* **Records for this task**
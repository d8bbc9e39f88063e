//! Skybox render pipeline: cubemap background
//!
//! Renders a fullscreen triangle at the far plane and samples the cubemap
//! with the direction recovered from a rotation-only inverse view-projection.
//! No vertex buffers required.

use crate::texture_cache::GpuTexture;
use bytemuck::{Pod, Zeroable};
use glam::{Mat3, Mat4};
use wgpu::util::DeviceExt;

/// Uniform data for the skybox: inverse view-projection (rotation only)
#[repr(C)]
#[derive(Copy, Clone, Debug, Pod, Zeroable)]
pub struct SkyboxUniforms {
    pub inv_view_proj: [[f32; 4]; 4],
}

impl SkyboxUniforms {
    /// Drops the translation from `view` so the sky stays at infinity
    pub fn new(view: Mat4, projection: Mat4) -> Self {
        let rotation = Mat4::from_mat3(Mat3::from_mat4(view));
        Self {
            inv_view_proj: (projection * rotation).inverse().to_cols_array_2d(),
        }
    }
}

pub struct SkyboxPipeline {
    pub pipeline: wgpu::RenderPipeline,
    pub bind_group_layout: wgpu::BindGroupLayout,
    uniform_buffer: wgpu::Buffer,
    bind_group: wgpu::BindGroup,
}

impl SkyboxPipeline {
    pub fn new(device: &wgpu::Device, format: wgpu::TextureFormat, cubemap: &GpuTexture) -> Self {
        let shader = device.create_shader_module(wgpu::ShaderModuleDescriptor {
            label: Some("Skybox Shader"),
            source: wgpu::ShaderSource::Wgsl(include_str!("skybox_shader.wgsl").into()),
        });

        let bind_group_layout = device.create_bind_group_layout(&wgpu::BindGroupLayoutDescriptor {
            entries: &[
                wgpu::BindGroupLayoutEntry {
                    binding: 0,
                    visibility: wgpu::ShaderStages::VERTEX,
                    ty: wgpu::BindingType::Buffer {
                        ty: wgpu::BufferBindingType::Uniform,
                        has_dynamic_offset: false,
                        min_binding_size: None,
                    },
                    count: None,
                },
                wgpu::BindGroupLayoutEntry {
                    binding: 1,
                    visibility: wgpu::ShaderStages::FRAGMENT,
                    ty: wgpu::BindingType::Texture {
                        sample_type: wgpu::TextureSampleType::Float { filterable: true },
                        view_dimension: wgpu::TextureViewDimension::Cube,
                        multisampled: false,
                    },
                    count: None,
                },
                wgpu::BindGroupLayoutEntry {
                    binding: 2,
                    visibility: wgpu::ShaderStages::FRAGMENT,
                    ty: wgpu::BindingType::Sampler(wgpu::SamplerBindingType::Filtering),
                    count: None,
                },
            ],
            label: Some("Skybox Bind Group Layout"),
        });

        let pipeline_layout = device.create_pipeline_layout(&wgpu::PipelineLayoutDescriptor {
            label: Some("Skybox Pipeline Layout"),
            bind_group_layouts: &[&bind_group_layout],
            push_constant_ranges: &[],
        });

        let pipeline = device.create_render_pipeline(&wgpu::RenderPipelineDescriptor {
            label: Some("Skybox Render Pipeline"),
            layout: Some(&pipeline_layout),
            vertex: wgpu::VertexState {
                module: &shader,
                entry_point: Some("vs_skybox"),
                buffers: &[],
                compilation_options: Default::default(),
            },
            fragment: Some(wgpu::FragmentState {
                module: &shader,
                entry_point: Some("fs_skybox"),
                targets: &[Some(wgpu::ColorTargetState {
                    format,
                    blend: None,
                    write_mask: wgpu::ColorWrites::ALL,
                })],
                compilation_options: Default::default(),
            }),
            primitive: wgpu::PrimitiveState {
                topology: wgpu::PrimitiveTopology::TriangleList,
                strip_index_format: None,
                front_face: wgpu::FrontFace::Ccw,
                cull_mode: None,
                polygon_mode: wgpu::PolygonMode::Fill,
                unclipped_depth: false,
                conservative: false,
            },
            depth_stencil: Some(wgpu::DepthStencilState {
                format: wgpu::TextureFormat::Depth32Float,
                depth_write_enabled: false,
                depth_compare: wgpu::CompareFunction::LessEqual,
                stencil: wgpu::StencilState::default(),
                bias: wgpu::DepthBiasState::default(),
            }),
            multisample: wgpu::MultisampleState::default(),
            multiview: None,
            cache: None,
        });

        let uniform_buffer = device.create_buffer_init(&wgpu::util::BufferInitDescriptor {
            label: Some("Skybox Uniform Buffer"),
            contents: bytemuck::cast_slice(&[SkyboxUniforms::new(Mat4::IDENTITY, Mat4::IDENTITY)]),
            usage: wgpu::BufferUsages::UNIFORM | wgpu::BufferUsages::COPY_DST,
        });
        let bind_group = device.create_bind_group(&wgpu::BindGroupDescriptor {
            layout: &bind_group_layout,
            entries: &[
                wgpu::BindGroupEntry {
                    binding: 0,
                    resource: uniform_buffer.as_entire_binding(),
                },
                wgpu::BindGroupEntry {
                    binding: 1,
                    resource: wgpu::BindingResource::TextureView(&cubemap.view),
                },
                wgpu::BindGroupEntry {
                    binding: 2,
                    resource: wgpu::BindingResource::Sampler(&cubemap.sampler),
                },
            ],
            label: Some("Skybox Bind Group"),
        });

        Self {
            pipeline,
            bind_group_layout,
            uniform_buffer,
            bind_group,
        }
    }

    pub fn update(&self, queue: &wgpu::Queue, view: Mat4, projection: Mat4) {
        queue.write_buffer(
            &self.uniform_buffer,
            0,
            bytemuck::cast_slice(&[SkyboxUniforms::new(view, projection)]),
        );
    }

    pub fn draw(&self, pass: &mut wgpu::RenderPass<'_>) {
        pass.set_pipeline(&self.pipeline);
        pass.set_bind_group(0, &self.bind_group, &[]);
        pass.draw(0..3, 0..1);
    }
}

#[cfg(test)]
mod tests {
    use super::*;
    use glam::{Vec3, Vec4};

    #[test]
    fn sky_ignores_camera_translation() {
        let projection = Mat4::perspective_rh(1.5, 1.0, 0.1, 200.0);
        let near = Mat4::look_to_rh(Vec3::ZERO, Vec3::Z, Vec3::Y);
        let far = Mat4::look_to_rh(Vec3::new(50.0, -20.0, 7.0), Vec3::Z, Vec3::Y);
        assert_eq!(
            SkyboxUniforms::new(near, projection).inv_view_proj,
            SkyboxUniforms::new(far, projection).inv_view_proj
        );
    }

    #[test]
    fn screen_center_looks_forward() {
        let projection = Mat4::perspective_rh(1.5, 1.0, 0.1, 200.0);
        let view = Mat4::look_to_rh(Vec3::ONE, Vec3::X, Vec3::Y);
        let inv = Mat4::from_cols_array_2d(&SkyboxUniforms::new(view, projection).inv_view_proj);
        let world = inv * Vec4::new(0.0, 0.0, 1.0, 1.0);
        let dir = (world.truncate() / world.w).normalize();
        assert!((dir - Vec3::X).length() < 1e-3);
    }
}
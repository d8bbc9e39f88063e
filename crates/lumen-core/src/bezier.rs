//! Pure curve math: closed-form cubic Bezier evaluation and uniform sampling.
//!
//! The viewer draws the sampled curve as a line strip and moves the first
//! light along it over time.

use glam::Vec3;

/// Parametric distance between consecutive samples of the overlay strip.
pub const DEFAULT_SAMPLE_STEP: f32 = 0.02;

/// A cubic Bezier defined by four control points.
#[derive(Debug, Clone, Copy, PartialEq)]
pub struct BezierCurve {
    pub control_points: [Vec3; 4],
}

impl Default for BezierCurve {
    fn default() -> Self {
        Self::new([
            Vec3::new(40.0, 40.0, 40.0),
            Vec3::new(50.0, 20.0, 40.0),
            Vec3::new(40.0, 50.0, -60.0),
            Vec3::new(70.0, 40.0, -40.0),
        ])
    }
}

impl BezierCurve {
    pub fn new(control_points: [Vec3; 4]) -> Self {
        Self { control_points }
    }

    /// Evaluate the curve at `t`. Values outside [0, 1] are clamped.
    pub fn point_at(&self, t: f32) -> Vec3 {
        let t = t.clamp(0.0, 1.0);
        let u = 1.0 - t;
        let [p0, p1, p2, p3] = self.control_points;
        p0 * (u * u * u) + p1 * (3.0 * u * u * t) + p2 * (3.0 * u * t * t) + p3 * (t * t * t)
    }

    /// Sample the curve from t = 0 to t = 1 inclusive.
    ///
    /// The step count is rounded so both endpoints are always present,
    /// which a floating-point accumulator would not guarantee.
    pub fn sample(&self, step: f32) -> Vec<Vec3> {
        let segments = (1.0 / step.max(1e-4)).round().max(1.0) as usize;
        (0..=segments)
            .map(|i| self.point_at(i as f32 / segments as f32))
            .collect()
    }

    /// Curve parameter for a point oscillating back and forth along the
    /// curve as `time` (seconds) advances.
    pub fn oscillation_parameter(time: f32) -> f32 {
        (time / 2.0).sin() / 2.0 + 0.5
    }
}

#[cfg(test)]
mod tests {
    use super::*;

    fn approx(a: Vec3, b: Vec3) -> bool {
        (a - b).length() < 1e-4
    }

    #[test]
    fn endpoints_interpolate_first_and_last_control_points() {
        let curve = BezierCurve::default();
        assert!(approx(curve.point_at(0.0), curve.control_points[0]));
        assert!(approx(curve.point_at(1.0), curve.control_points[3]));
    }

    #[test]
    fn midpoint_matches_closed_form() {
        let curve = BezierCurve::new([
            Vec3::ZERO,
            Vec3::new(0.0, 1.0, 0.0),
            Vec3::new(1.0, 1.0, 0.0),
            Vec3::new(1.0, 0.0, 0.0),
        ]);
        // (0 + 3*(0,1) + 3*(1,1) + (1,0)) / 8
        assert!(approx(curve.point_at(0.5), Vec3::new(0.5, 0.75, 0.0)));
    }

    #[test]
    fn parameter_is_clamped() {
        let curve = BezierCurve::default();
        assert!(approx(curve.point_at(-3.0), curve.point_at(0.0)));
        assert!(approx(curve.point_at(7.5), curve.point_at(1.0)));
    }

    #[test]
    fn default_sampling_has_51_points_including_ends() {
        let curve = BezierCurve::default();
        let points = curve.sample(DEFAULT_SAMPLE_STEP);
        assert_eq!(points.len(), 51);
        assert!(approx(points[0], curve.control_points[0]));
        assert!(approx(points[50], curve.control_points[3]));
    }

    #[test]
    fn oscillation_stays_in_unit_range() {
        for i in 0..200 {
            let t = BezierCurve::oscillation_parameter(i as f32 * 0.37);
            assert!((0.0..=1.0).contains(&t));
        }
        assert!((BezierCurve::oscillation_parameter(0.0) - 0.5).abs() < 1e-6);
    }
}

* **Task to carry out**
From the material above, copy exactly the lines between the line holding "four control points." and the line holding "let u = 1.0 - t;", inclusive, and only those.

* **Result of this exercise**
/// A cubic Bezier defined by four control points.
#[derive(Debug, Clone, Copy, PartialEq)]
pub struct BezierCurve {
    pub control_points: [Vec3; 4],
}

impl Default for BezierCurve {
    fn default() -> Self {
        Self::new([
            Vec3::new(40.0, 40.0, 40.0),
            Vec3::new(50.0, 20.0, 40.0),
            Vec3::new(40.0, 50.0, -60.0),
            Vec3::new(70.0, 40.0, -40.0),
        ])
    }
}

impl BezierCurve {
    pub fn new(control_points: [Vec3; 4]) -> Self {
        Self { control_points }
    }

    /// Evaluate the curve at `t`. Values outside [0, 1] are clamped.
    pub fn point_at(&self, t: f32) -> Vec3 {
        let t = t.clamp(0.0, 1.0);
        let u = 1.0 - t;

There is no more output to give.